Provided data
★ ★ ★ ★ ★ ★ ★

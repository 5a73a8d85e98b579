/// Calibration engine
///
/// Maps an archetype and a calibration iteration count to the filter
/// parameters the rendering layer applies on top of a portrait:
/// - brightness, contrast and saturation multipliers
/// - an archetype-specific extra channel (sepia for `Classic`)
///
/// Every curve is linear in the iteration count and deliberately unclamped.
/// A calibration session only runs a handful of iterations, so the values
/// stay in a sensible range; clamping for display is left to the caller.
use serde::{Deserialize, Serialize};
use std::fmt;
use std::str::FromStr;

use crate::error::CalibrationError;

/// Family of filter-curve coefficients
#[derive(Serialize, Deserialize, Debug, Clone, Copy, PartialEq, Eq, Hash, Default)]
#[serde(rename_all = "lowercase")]
pub enum Archetype {
    /// Warm look with a sepia tint
    Classic,
    /// High-contrast, slightly desaturated fashion look
    Editorial,
    /// Subtle, organic enhancement
    #[default]
    Natural,
}

impl Archetype {
    /// All archetypes, in the order the calibration UI lists them
    pub const ALL: [Archetype; 3] = [Archetype::Classic, Archetype::Editorial, Archetype::Natural];

    pub fn as_str(&self) -> &'static str {
        match self {
            Archetype::Classic => "classic",
            Archetype::Editorial => "editorial",
            Archetype::Natural => "natural",
        }
    }

    /// Coefficients for this archetype's curves
    fn curve(&self) -> Curve {
        match self {
            Archetype::Classic => Curve {
                contrast_slope: 0.02,
                saturation_base: 1.0,
                saturation_slope: 0.05,
                sepia_slope: Some(0.05),
            },
            Archetype::Editorial => Curve {
                contrast_slope: 0.04,
                saturation_base: 0.9,
                saturation_slope: 0.02,
                sepia_slope: None,
            },
            Archetype::Natural => Curve {
                contrast_slope: 0.02,
                saturation_base: 1.0,
                saturation_slope: 0.05,
                sepia_slope: None,
            },
        }
    }
}

impl fmt::Display for Archetype {
    fn fmt(&self, f: &mut fmt::Formatter<'_>) -> fmt::Result {
        f.pad(self.as_str())
    }
}

impl FromStr for Archetype {
    type Err = CalibrationError;

    fn from_str(s: &str) -> Result<Self, Self::Err> {
        match s {
            "classic" => Ok(Archetype::Classic),
            "editorial" => Ok(Archetype::Editorial),
            "natural" => Ok(Archetype::Natural),
            other => Err(CalibrationError::UnknownArchetype(other.to_string())),
        }
    }
}

/// Linear coefficients shared by every archetype except where noted
struct Curve {
    contrast_slope: f64,
    saturation_base: f64,
    saturation_slope: f64,
    sepia_slope: Option<f64>,
}

/// Brightness grows at the same rate for every archetype
const BRIGHTNESS_SLOPE: f64 = 0.03;

/// Numeric adjustments derived from (archetype, iteration count)
///
/// These are multipliers around 1.0 (identity) except `sepia`, which is an
/// amount starting at 0.0. `sepia` is `None` for archetypes without a tint.
#[derive(Serialize, Deserialize, Debug, Clone, Copy, PartialEq)]
pub struct FilterParameters {
    pub brightness: f64,
    pub contrast: f64,
    pub saturation: f64,
    #[serde(default, skip_serializing_if = "Option::is_none")]
    pub sepia: Option<f64>,
}

impl FilterParameters {
    /// Sepia amount, treating "no tint channel" as zero
    pub fn sepia_amount(&self) -> f64 {
        self.sepia.unwrap_or(0.0)
    }
}

/// Compute the filter parameters for an archetype at a given iteration count
///
/// Pure and deterministic: identical inputs always give bit-identical output,
/// so the rendering layer can re-derive parameters on every frame.
pub fn compute_filter_parameters(archetype: Archetype, iteration_count: u32) -> FilterParameters {
    let n = f64::from(iteration_count);
    let curve = archetype.curve();

    FilterParameters {
        brightness: 1.0 + BRIGHTNESS_SLOPE * n,
        contrast: 1.0 + curve.contrast_slope * n,
        saturation: curve.saturation_base + curve.saturation_slope * n,
        sepia: curve.sepia_slope.map(|slope| slope * n),
    }
}

/// Same as [`compute_filter_parameters`] for untyped input (CLI arguments,
/// foreign records). Rejects unknown archetypes and negative counts.
pub fn compute_from_raw(
    archetype: &str,
    iteration_count: i64,
) -> Result<FilterParameters, CalibrationError> {
    let archetype = archetype.parse::<Archetype>()?;
    let iteration_count = u32::try_from(iteration_count)
        .map_err(|_| CalibrationError::InvalidIterationCount(iteration_count))?;

    Ok(compute_filter_parameters(archetype, iteration_count))
}

#[cfg(test)]
mod tests {
    use super::*;

    const EPS: f64 = 1e-12;

    fn approx(a: f64, b: f64) -> bool {
        (a - b).abs() < EPS
    }

    #[test]
    fn test_zero_iterations_is_identity_except_editorial_saturation() {
        for archetype in Archetype::ALL {
            let params = compute_filter_parameters(archetype, 0);
            assert_eq!(params.brightness, 1.0);
            assert_eq!(params.contrast, 1.0);
            assert_eq!(params.sepia_amount(), 0.0);
        }

        assert_eq!(compute_filter_parameters(Archetype::Classic, 0).saturation, 1.0);
        assert_eq!(compute_filter_parameters(Archetype::Natural, 0).saturation, 1.0);
        assert_eq!(compute_filter_parameters(Archetype::Editorial, 0).saturation, 0.9);
    }

    #[test]
    fn test_classic_curve() {
        let params = compute_filter_parameters(Archetype::Classic, 4);
        assert!(approx(params.brightness, 1.12));
        assert!(approx(params.contrast, 1.08));
        assert!(approx(params.saturation, 1.2));
        assert!(approx(params.sepia.unwrap(), 0.2));
    }

    #[test]
    fn test_editorial_curve() {
        let params = compute_filter_parameters(Archetype::Editorial, 3);
        assert!(approx(params.brightness, 1.09));
        assert!(approx(params.contrast, 1.12));
        assert!(approx(params.saturation, 0.96));
        assert_eq!(params.sepia, None);
    }

    #[test]
    fn test_natural_has_no_tint() {
        let params = compute_filter_parameters(Archetype::Natural, 5);
        assert!(approx(params.brightness, 1.15));
        assert!(approx(params.contrast, 1.1));
        assert!(approx(params.saturation, 1.25));
        assert_eq!(params.sepia, None);
    }

    #[test]
    fn test_deterministic() {
        for archetype in Archetype::ALL {
            for n in [0, 1, 3, 17, 1_000] {
                let a = compute_filter_parameters(archetype, n);
                let b = compute_filter_parameters(archetype, n);
                assert_eq!(a.brightness.to_bits(), b.brightness.to_bits());
                assert_eq!(a.contrast.to_bits(), b.contrast.to_bits());
                assert_eq!(a.saturation.to_bits(), b.saturation.to_bits());
                assert_eq!(a.sepia.map(f64::to_bits), b.sepia.map(f64::to_bits));
            }
        }
    }

    #[test]
    fn test_monotonic_in_iteration_count() {
        for archetype in Archetype::ALL {
            let mut prev = compute_filter_parameters(archetype, 0);
            for n in 1..50 {
                let next = compute_filter_parameters(archetype, n);
                assert!(next.brightness >= prev.brightness);
                assert!(next.contrast >= prev.contrast);
                assert!(next.saturation >= prev.saturation);
                assert!(next.sepia_amount() >= prev.sepia_amount());
                prev = next;
            }
        }
    }

    #[test]
    fn test_large_counts_are_not_clamped() {
        let params = compute_filter_parameters(Archetype::Natural, 100);
        assert!(approx(params.brightness, 4.0));
        assert!(approx(params.saturation, 6.0));
    }

    #[test]
    fn test_raw_input_validation() {
        assert!(matches!(
            compute_from_raw("classic", -1),
            Err(CalibrationError::InvalidIterationCount(-1))
        ));
        assert!(matches!(
            compute_from_raw("vintage", 2),
            Err(CalibrationError::UnknownArchetype(name)) if name == "vintage"
        ));
        assert_eq!(
            compute_from_raw("editorial", 3).unwrap(),
            compute_filter_parameters(Archetype::Editorial, 3)
        );
    }

    #[test]
    fn test_archetype_serialization() {
        let json = serde_json::to_string(&Archetype::Editorial).unwrap();
        assert_eq!(json, "\"editorial\"");
        assert_eq!("natural".parse::<Archetype>().unwrap(), Archetype::default());
    }
}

★ ★ ★ ★ ★ ★ ★

Exercise
Show each line of the material that includes the string "const" by copying it.

Task output
    pub const ALL: [Archetype; 3] = [Archetype::Classic, Archetype::Editorial, Archetype::Natural];
const BRIGHTNESS_SLOPE: f64 = 0.03;
    const EPS: f64 = 1e-12;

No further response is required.